Indian Railways has electrified 52,247 Route kilometers (RKM) that is about 83% of the total broad gauge network of Indian Railways (65,414 RKM, including Konkan Railway) by 31 March 2022. Indian Railway aims to electrify all of its broad gauge network by 31 March 2024. The entire electrified mainline rail network in India uses 25 kV AC; DC is used only for metros and trams.

History

1500 V DC
Railway electrification in India began with the first electric train (1500 V DC), between Bombay Victoria Terminus and Kurla on the Great Indian Peninsula Railway's (GIPR) Harbour Line, on 3 February 1925. Steep grades on the Western Ghats necessitated the introduction of electric traction on the GIPR to Igatpuri on the North East Line and to Pune on the South East Line. 1500 V DC traction was introduced on the suburban section of the Bombay, Baroda and Central India Railway between Colaba and Borivili on 5 January 1928, and between Madras Beach and Tambaram of the Madras and Southern Mahratta Railway on 11 May 1931, to meet growing traffic needs. The last sections of 1500 V DC in India, from Chhatrapati Shivaji Terminus, Mumbai to Panvel and Thane to Vashi, were upgraded to 25 kV AC in April 2016.

3000 V DC
The electrification of the Howrah-Burdwan section of the Eastern Railway zone at 3000 V DC was completed in 1958. The first 3000 V DC EMU service began on the Howrah-Sheoraphuli section on 14 December 1957. The last section of 3000 V DC in India, from Howrah to Burdwan, was upgraded to 25 kV AC in 1968.

25 kV AC

The 25 kV AC system emerged as an economical form of electrification as a result of research and trials in Europe, particularly on French Railways (SNCF). Indian Railways decided to adopt the 25 kV AC system of electrification as a standard in 1957, with SNCF their consultant in the early stages, later taken over by the "50 c/s Group". The joint venture was founded in 1954 by several European railway manufacturers and was dedicated to the development and construction of locomotives powered by 50 Hz alternating current. It arranged the supply contracts for the WAM-1, WAG-1 and WAG-3 locomotives and their spare parts. 
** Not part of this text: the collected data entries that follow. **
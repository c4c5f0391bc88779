use clap::Parser;
use std::net::{IpAddr, Ipv4Addr, SocketAddr};
use std::time::Duration;

use crate::registry::DEFAULT_SHARDS;
use crate::ServerError;

pub const DEFAULT_PATH: &str = "/ws";
pub const DEFAULT_PORT: u16 = 8080;

/// Startup configuration. Every option can also be set through a
/// `WS_ENDPOINT_*` environment variable.
#[derive(Parser, Debug, Clone)]
#[command(name = "server", version, about = "WebSocket echo endpoint")]
pub struct ServerConfig {
    /// Address to listen on
    #[arg(long, env = "WS_ENDPOINT_HOST", default_value_t = IpAddr::V4(Ipv4Addr::UNSPECIFIED))]
    pub host: IpAddr,

    /// Port to listen on
    #[arg(short, long, env = "WS_ENDPOINT_PORT", default_value_t = DEFAULT_PORT)]
    pub port: u16,

    /// The only request path that may be upgraded
    #[arg(long, env = "WS_ENDPOINT_PATH", default_value = DEFAULT_PATH)]
    pub path: String,

    /// Number of accept loops
    #[arg(long, env = "WS_ENDPOINT_ACCEPTOR_THREADS", default_value_t = 1)]
    pub acceptor_threads: usize,

    /// Runtime worker threads (defaults to the number of cores)
    #[arg(long, env = "WS_ENDPOINT_WORKER_THREADS")]
    pub worker_threads: Option<usize>,

    /// Seconds a client has to complete the upgrade request
    #[arg(long, env = "WS_ENDPOINT_HANDSHAKE_TIMEOUT", default_value_t = 10)]
    pub handshake_timeout_secs: u64,

    /// Number of shards in the connection registry
    #[arg(long, env = "WS_ENDPOINT_REGISTRY_SHARDS", default_value_t = DEFAULT_SHARDS)]
    pub registry_shards: usize,

    /// tracing filter directive
    #[arg(long, env = "RUST_LOG", default_value = "info")]
    pub log_filter: String,
}

impl Default for ServerConfig {
    fn default() -> Self {
        ServerConfig::new(DEFAULT_PATH)
    }
}

impl ServerConfig {
    pub fn new(path: impl Into<String>) -> Self {
        Self {
            host: IpAddr::V4(Ipv4Addr::UNSPECIFIED),
            port: DEFAULT_PORT,
            path: path.into(),
            acceptor_threads: 1,
            worker_threads: None,
            handshake_timeout_secs: 10,
            registry_shards: DEFAULT_SHARDS,
            log_filter: "info".to_string(),
        }
    }

    pub fn socket_addr(&self) -> SocketAddr {
        SocketAddr::new(self.host, self.port)
    }

    pub fn handshake_timeout(&self) -> Duration {
        Duration::from_secs(self.handshake_timeout_secs)
    }

    pub fn validate(&self) -> Result<(), ServerError> {
        if !self.path.starts_with('/') {
            return Err(ServerError::Config(format!(
                "path must start with '/', got {:?}",
                self.path
            )));
        }
        if self.acceptor_threads == 0 {
            return Err(ServerError::Config(
                "acceptor_threads must be at least 1".to_string(),
            ));
        }
        if self.worker_threads == Some(0) {
            return Err(ServerError::Config(
                "worker_threads must be at least 1".to_string(),
            ));
        }
        if self.registry_shards == 0 {
            return Err(ServerError::Config(
                "registry_shards must be at least 1".to_string(),
            ));
        }
        if self.handshake_timeout_secs == 0 {
            return Err(ServerError::Config(
                "handshake_timeout_secs must be at least 1".to_string(),
            ));
        }
        Ok(())
    }
}
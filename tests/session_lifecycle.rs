//! End-to-end sessions against a real listener.

mod common;

use common::{connect, start_server, wait_for_live, ws_url};
use futures::{SinkExt, StreamExt};
use std::time::Duration;
use tokio::io::{AsyncReadExt, AsyncWriteExt};
use tokio::net::TcpStream;
use tokio::time::timeout;
use tokio_tungstenite::connect_async;
use tokio_tungstenite::tungstenite::Message;

/// Macro for verbose test output (controlled by TEST_VERBOSE env var)
macro_rules! verbose_println {
    ($($arg:tt)*) => {
        if std::env::var("TEST_VERBOSE").is_ok() {
            println!($($arg)*);
        }
    };
}

const STEP: Duration = Duration::from_secs(5);

/// Next message that is not a pong.
async fn next_data(ws: &mut common::Client) -> Message {
    loop {
        let message = timeout(STEP, ws.next())
            .await
            .expect("reply in time")
            .expect("stream open")
            .expect("valid message");
        if !message.is_pong() {
            return message;
        }
    }
}

/// Reads until the server ends the session.
async fn wait_closed(ws: &mut common::Client) {
    timeout(STEP, async {
        while let Some(message) = ws.next().await {
            match message {
                Ok(message) => verbose_println!("  after close: {:?}", message),
                Err(_) => break,
            }
        }
    })
    .await
    .expect("server ends the session");
}

#[tokio::test]
async fn ping_text_close_session() {
    let server = start_server("/ws").await;
    let mut ws = connect(&server, "/ws?token=abc").await;
    assert!(wait_for_live(&server, 1).await);

    ws.send(Message::Ping(vec![0x01, 0x02])).await.unwrap();
    let pong = timeout(STEP, ws.next()).await.unwrap().unwrap().unwrap();
    assert_eq!(pong, Message::Pong(vec![0x01, 0x02]));

    ws.send(Message::Text("hi".to_string())).await.unwrap();
    assert_eq!(next_data(&mut ws).await, Message::Text("hihi".to_string()));

    ws.close(None).await.unwrap();
    wait_closed(&mut ws).await;

    assert!(wait_for_live(&server, 0).await);
    server.stop().await;
}

#[tokio::test]
async fn echo_handles_empty_and_non_ascii_text() {
    let server = start_server("/ws").await;
    let mut ws = connect(&server, "/ws").await;

    for text in ["", "héllo 世界", "🦀"] {
        ws.send(Message::Text(text.to_string())).await.unwrap();
        assert_eq!(next_data(&mut ws).await, Message::Text(text.repeat(2)));
    }

    ws.send(Message::Ping(Vec::new())).await.unwrap();
    let pong = timeout(STEP, ws.next()).await.unwrap().unwrap().unwrap();
    assert_eq!(pong, Message::Pong(Vec::new()));

    server.stop().await;
}

#[tokio::test]
async fn responses_follow_request_order() {
    let server = start_server("/ws").await;
    let mut ws = connect(&server, "/ws").await;

    for i in 0..20 {
        ws.send(Message::Text(i.to_string())).await.unwrap();
    }
    for i in 0..20 {
        assert_eq!(next_data(&mut ws).await, Message::Text(i.to_string().repeat(2)));
    }

    server.stop().await;
}

#[tokio::test]
async fn binary_frames_get_no_application_reply() {
    let server = start_server("/ws").await;
    let mut ws = connect(&server, "/ws").await;

    ws.send(Message::Binary(vec![9, 9, 9])).await.unwrap();
    ws.send(Message::Text("after".to_string())).await.unwrap();
    assert_eq!(next_data(&mut ws).await, Message::Text("afterafter".to_string()));

    server.stop().await;
}

#[tokio::test]
async fn payload_limit_is_enforced() {
    let server = start_server("/ws").await;
    let mut ws = connect(&server, "/ws").await;
    assert!(wait_for_live(&server, 1).await);

    let at_limit = "a".repeat(65536);
    ws.send(Message::Text(at_limit.clone())).await.unwrap();
    match next_data(&mut ws).await {
        Message::Text(reply) => {
            assert_eq!(reply.len(), 131072);
            assert_eq!(reply, at_limit.repeat(2));
        }
        other => panic!("expected text echo, got {:?}", other),
    }

    // the write may already fail if the server has reset the socket
    let _ = ws.send(Message::Text("a".repeat(65537))).await;
    wait_closed(&mut ws).await;

    assert!(wait_for_live(&server, 0).await);
    server.stop().await;
}

#[tokio::test]
async fn wrong_path_is_rejected_without_upgrade() {
    let server = start_server("/ws").await;

    for target in ["/other", "/ws/extra", "/ws/", "/WS?token=abc"] {
        let result = connect_async(ws_url(&server, target)).await;
        assert!(result.is_err(), "{} should be rejected", target);
    }

    assert!(wait_for_live(&server, 0).await);
    server.stop().await;
}

#[tokio::test]
async fn rejected_client_sees_no_response_bytes() {
    let server = start_server("/ws").await;
    let mut socket = TcpStream::connect(server.local_addr()).await.unwrap();

    socket
        .write_all(
            b"GET /nope HTTP/1.1\r\nHost: localhost\r\nUpgrade: websocket\r\n\
              Connection: Upgrade\r\nSec-WebSocket-Key: dGhlIHNhbXBsZSBub25jZQ==\r\n\
              Sec-WebSocket-Version: 13\r\n\r\n",
        )
        .await
        .unwrap();

    let mut buf = Vec::new();
    // a reset instead of an orderly close is fine too
    let _ = timeout(STEP, socket.read_to_end(&mut buf)).await.unwrap();
    assert!(buf.is_empty());

    assert!(wait_for_live(&server, 0).await);
    server.stop().await;
}

#[tokio::test]
async fn garbage_request_is_dropped() {
    let server = start_server("/ws").await;
    let mut socket = TcpStream::connect(server.local_addr()).await.unwrap();

    socket.write_all(b"\x00\x01 nonsense\r\n\r\n").await.unwrap();
    let mut buf = Vec::new();
    let _ = timeout(STEP, socket.read_to_end(&mut buf)).await.unwrap();
    assert!(buf.is_empty());

    assert!(wait_for_live(&server, 0).await);
    server.stop().await;
}

#[tokio::test]
async fn silent_client_times_out() {
    let server = start_server("/ws").await;
    let _socket = TcpStream::connect(server.local_addr()).await.unwrap();

    assert!(wait_for_live(&server, 1).await);
    // handshake timeout in the test config is two seconds
    assert!(wait_for_live(&server, 0).await);
    server.stop().await;
}

#[tokio::test]
async fn client_disconnect_without_close_frame_is_cleaned_up() {
    let server = start_server("/ws").await;
    let ws = connect(&server, "/ws").await;
    assert!(wait_for_live(&server, 1).await);

    drop(ws);

    assert!(wait_for_live(&server, 0).await);
    server.stop().await;
}

#[tokio::test(flavor = "multi_thread", worker_threads = 4)]
async fn concurrent_sessions_are_isolated() {
    let server = start_server("/ws").await;
    let url = ws_url(&server, "/ws?client=many");

    let clients: Vec<_> = (0..32)
        .map(|i| {
            let url = url.clone();
            tokio::spawn(async move {
                let (mut ws, _) = connect_async(url).await.expect("handshake succeeds");
                let text = format!("client-{}", i);
                ws.send(Message::Text(text.clone())).await.unwrap();
                assert_eq!(next_data(&mut ws).await, Message::Text(text.repeat(2)));
                if i % 2 == 0 {
                    ws.close(None).await.unwrap();
                    wait_closed(&mut ws).await;
                    None
                } else {
                    Some(ws)
                }
            })
        })
        .collect();

    let mut open = Vec::new();
    for client in clients {
        if let Some(ws) = client.await.unwrap() {
            open.push(ws);
        }
    }

    assert!(wait_for_live(&server, open.len()).await);
    assert_eq!(server.registry().snapshot().len(), 16);

    drop(open);
    assert!(wait_for_live(&server, 0).await);
    server.stop().await;
}

#[tokio::test]
async fn stop_closes_live_sessions() {
    let server = start_server("/ws").await;
    let mut ws = connect(&server, "/ws").await;
    assert!(wait_for_live(&server, 1).await);

    timeout(STEP, server.stop()).await.expect("stop drains in time");

    wait_closed(&mut ws).await;
}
The first section electrified with the 25 kV AC system was Raj Kharswan–Dongoaposi, on the South Eastern Railway zone, on 15 December 1959 and first electric train run. The first 25 kV AC EMUs, for Kolkata suburban service, was introduced in September 1962.

Organization
The electrification office was established in Calcutta as Project Office for Railway Electrification (PORE) in 1951 when electrification of the Howrah–Burdwan section of the Eastern Railway was begun. A general manager headed the Railway Electrification Organization, established in Calcutta in 1959. In 1961, the Northern Railway zone electrification office (headed by an engineer-in-chief) was established in Allahabad for the electrification of the Mughalsarai–New Delhi section. In accordance with the 1978 J. Raj Committee report, a number of electrification projects were included and a railway-electrification headquarters established. Since most of the electrification projects were in Central and South India, the electrification headquarters was established in Nagpur under an additional general manager from 1982 to 1984. The headquarters was moved to Allahabad under the additional general manager in January 1985 and was renamed Central Organization for Railway Electrification (CORE). A general manager was appointed in July 1987.

Electrification progress

Status

Note:
Total (BG + MG + NG) rkm: 73361 route km
Total Electrification %: 80.20%

Note:
Total (BG + MG + NG) rkm: 68155 route km
Total Electrification %: 85%

Modernisation

Equipment
To reduce maintenance costs and improve the reliability of power-supply systems, CORE has adopted state-of-the-art technology: cast resin transformers, SF6 circuit breakers or vacuum switchgear, long-creepage solid-core insulators and PTFE-neutral sections. Eight-wheeled, self-propelled OHE inspection cars have been introduced to improve maintenance, and an OHE recording car has been requested to monitor the performance of overhead equipment.

SCADA
The 220-132-25 kV power-supply network for electrification extends along the track for about . It is remotely controlled from the division control centre to ensure an uninterrupted power supply to the track overhead equipment. In electrification projects, a microprocessor-based supervisory control and data acquisition control system is replacing the earlier electro-mechanical Strowger system of remote-control equipment. SCADA can telemeter voltage, current, maximum demand and power factor on a real-time basis, enabling control of maximum demand and electrical cost. The system also provides automatic troubleshooting and isolation of faulty sections.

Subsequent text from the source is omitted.